- [Work item]:
Across the entries that follow, count each line holding "Linux" and state the total alone.

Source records
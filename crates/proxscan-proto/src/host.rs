//! Host and environment facts shown in the status ticker.
//!
//! Every lookup degrades to a fixed sentinel instead of returning an error.

use std::process::Stdio;
use std::time::Duration;

use tracing::debug;

pub const LAN_UNKNOWN: &str = "IP N/A";
pub const PUBLIC_UNKNOWN: &str = "N/A";
pub const MODEL_UNKNOWN: &str = "UNKNOWN MODEL";
pub const OS_UNKNOWN: &str = "UNKNOWN OS";
pub const GEO_UNKNOWN: &str = "UNKNOWN";

const PUBLIC_IP_URLS: [&str; 2] = ["https://api.ipify.org", "https://ifconfig.me"];
const GEO_URL: &str = "https://ipinfo.io/loc";
const HTTP_TIMEOUT: Duration = Duration::from_secs(2);
const COMMAND_TIMEOUT: Duration = Duration::from_secs(2);

/// Facts that need the network and are refreshed on the dwell interval.
#[derive(Debug, Clone, PartialEq, Eq)]
pub struct SlowFacts {
    pub public_ip: String,
    pub geo: String,
}

impl Default for SlowFacts {
    fn default() -> Self {
        Self {
            public_ip: PUBLIC_UNKNOWN.to_string(),
            geo: GEO_UNKNOWN.to_string(),
        }
    }
}

/// Facts read once at startup.
#[derive(Debug, Clone, PartialEq, Eq)]
pub struct StaticFacts {
    pub lan_ip: String,
    pub model: String,
    pub os: String,
}

pub fn http_client() -> reqwest::Client {
    reqwest::Client::builder()
        .timeout(HTTP_TIMEOUT)
        .build()
        .unwrap_or_else(|_| reqwest::Client::new())
}

pub async fn static_facts() -> StaticFacts {
    StaticFacts {
        lan_ip: lan_ip().await,
        model: device_model(),
        os: os_name(),
    }
}

pub async fn slow_facts(client: &reqwest::Client) -> SlowFacts {
    let (public_ip, geo) = tokio::join!(public_ip(client), geolocation(client));
    SlowFacts { public_ip, geo }
}

/// Trimmed stdout of `program args`, empty on any failure.
async fn command_output(program: &str, args: &[&str]) -> String {
    let fut = tokio::process::Command::new(program)
        .args(args)
        .stdin(Stdio::null())
        .stderr(Stdio::null())
        .kill_on_drop(true)
        .output();
    match tokio::time::timeout(COMMAND_TIMEOUT, fut).await {
        Ok(Ok(out)) if out.status.success() => {
            String::from_utf8_lossy(&out.stdout).trim().to_string()
        }
        Ok(Ok(out)) => {
            debug!("host: {} exited with {}", program, out.status);
            String::new()
        }
        Ok(Err(e)) => {
            debug!("host: {} failed: {}", program, e);
            String::new()
        }
        Err(_) => {
            debug!("host: {} timed out", program);
            String::new()
        }
    }
}

/// First address printed by `hostname -I`.
pub async fn lan_ip() -> String {
    first_token(&command_output("hostname", &["-I"]).await)
        .unwrap_or(LAN_UNKNOWN)
        .to_string()
}

fn first_token(out: &str) -> Option<&str> {
    out.split_whitespace().next()
}

async fn fetch_text(client: &reqwest::Client, url: &str) -> Option<String> {
    let resp = match client.get(url).send().await {
        Ok(r) => r,
        Err(e) => {
            debug!("host: GET {} failed: {}", url, e);
            return None;
        }
    };
    if !resp.status().is_success() {
        debug!("host: GET {} returned {}", url, resp.status());
        return None;
    }
    let body = resp.text().await.ok()?;
    let body = body.replace('\0', "").trim().to_string();
    if body.is_empty() {
        None
    } else {
        Some(body)
    }
}

pub async fn public_ip(client: &reqwest::Client) -> String {
    for url in PUBLIC_IP_URLS {
        if let Some(ip) = fetch_text(client, url).await {
            return ip;
        }
    }
    PUBLIC_UNKNOWN.to_string()
}

pub async fn geolocation(client: &reqwest::Client) -> String {
    fetch_text(client, GEO_URL)
        .await
        .unwrap_or_else(|| GEO_UNKNOWN.to_string())
}

pub fn device_model() -> String {
    match std::fs::read("/proc/device-tree/model") {
        Ok(raw) => parse_model(&raw),
        Err(e) => {
            debug!("host: no device-tree model: {}", e);
            MODEL_UNKNOWN.to_string()
        }
    }
}

pub fn parse_model(raw: &[u8]) -> String {
    let cleaned: Vec<u8> = raw.iter().copied().filter(|b| *b != 0).collect();
    let model = String::from_utf8_lossy(&cleaned).trim().to_string();
    if model.is_empty() {
        MODEL_UNKNOWN.to_string()
    } else {
        model
    }
}

pub fn os_name() -> String {
    match std::fs::read_to_string("/etc/os-release") {
        Ok(content) => parse_os_release(&content),
        Err(e) => {
            debug!("host: no os-release: {}", e);
            OS_UNKNOWN.to_string()
        }
    }
}

/// `PRETTY_NAME` from an os-release document, quotes stripped.
pub fn parse_os_release(content: &str) -> String {
    content
        .lines()
        .find_map(|line| line.strip_prefix("PRETTY_NAME="))
        .map(|v| v.trim().trim_matches('"').to_string())
        .unwrap_or_else(|| OS_UNKNOWN.to_string())
}

pub fn local_time() -> String {
    chrono::Local::now().format("%H:%M:%S %Z").to_string()
}

#[cfg(test)]
mod tests {
    use super::*;

    #[test]
    fn test_parse_model_strips_nuls() {
        assert_eq!(parse_model(b"Raspberry Pi 4 Model B Rev 1.4\0"), "Raspberry Pi 4 Model B Rev 1.4");
        assert_eq!(parse_model(b"\0\0"), MODEL_UNKNOWN);
    }

    #[test]
    fn test_parse_os_release() {
        let content = "NAME=\"Debian GNU/Linux\"\nPRETTY_NAME=\"Debian GNU/Linux 12 (bookworm)\"\nID=debian\n";
        assert_eq!(parse_os_release(content), "Debian GNU/Linux 12 (bookworm)");
        assert_eq!(parse_os_release("ID=arch\n"), OS_UNKNOWN);
    }

    #[test]
    fn test_first_token() {
        assert_eq!(first_token("192.168.1.20 fe80::1 \n"), Some("192.168.1.20"));
        assert_eq!(first_token("   "), None);
    }

    #[test]
    fn test_local_time_shape() {
        let t = local_time();
        assert_eq!(&t[2..3], ":");
        assert_eq!(&t[5..6], ":");
    }
}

- [Response to this task]:
2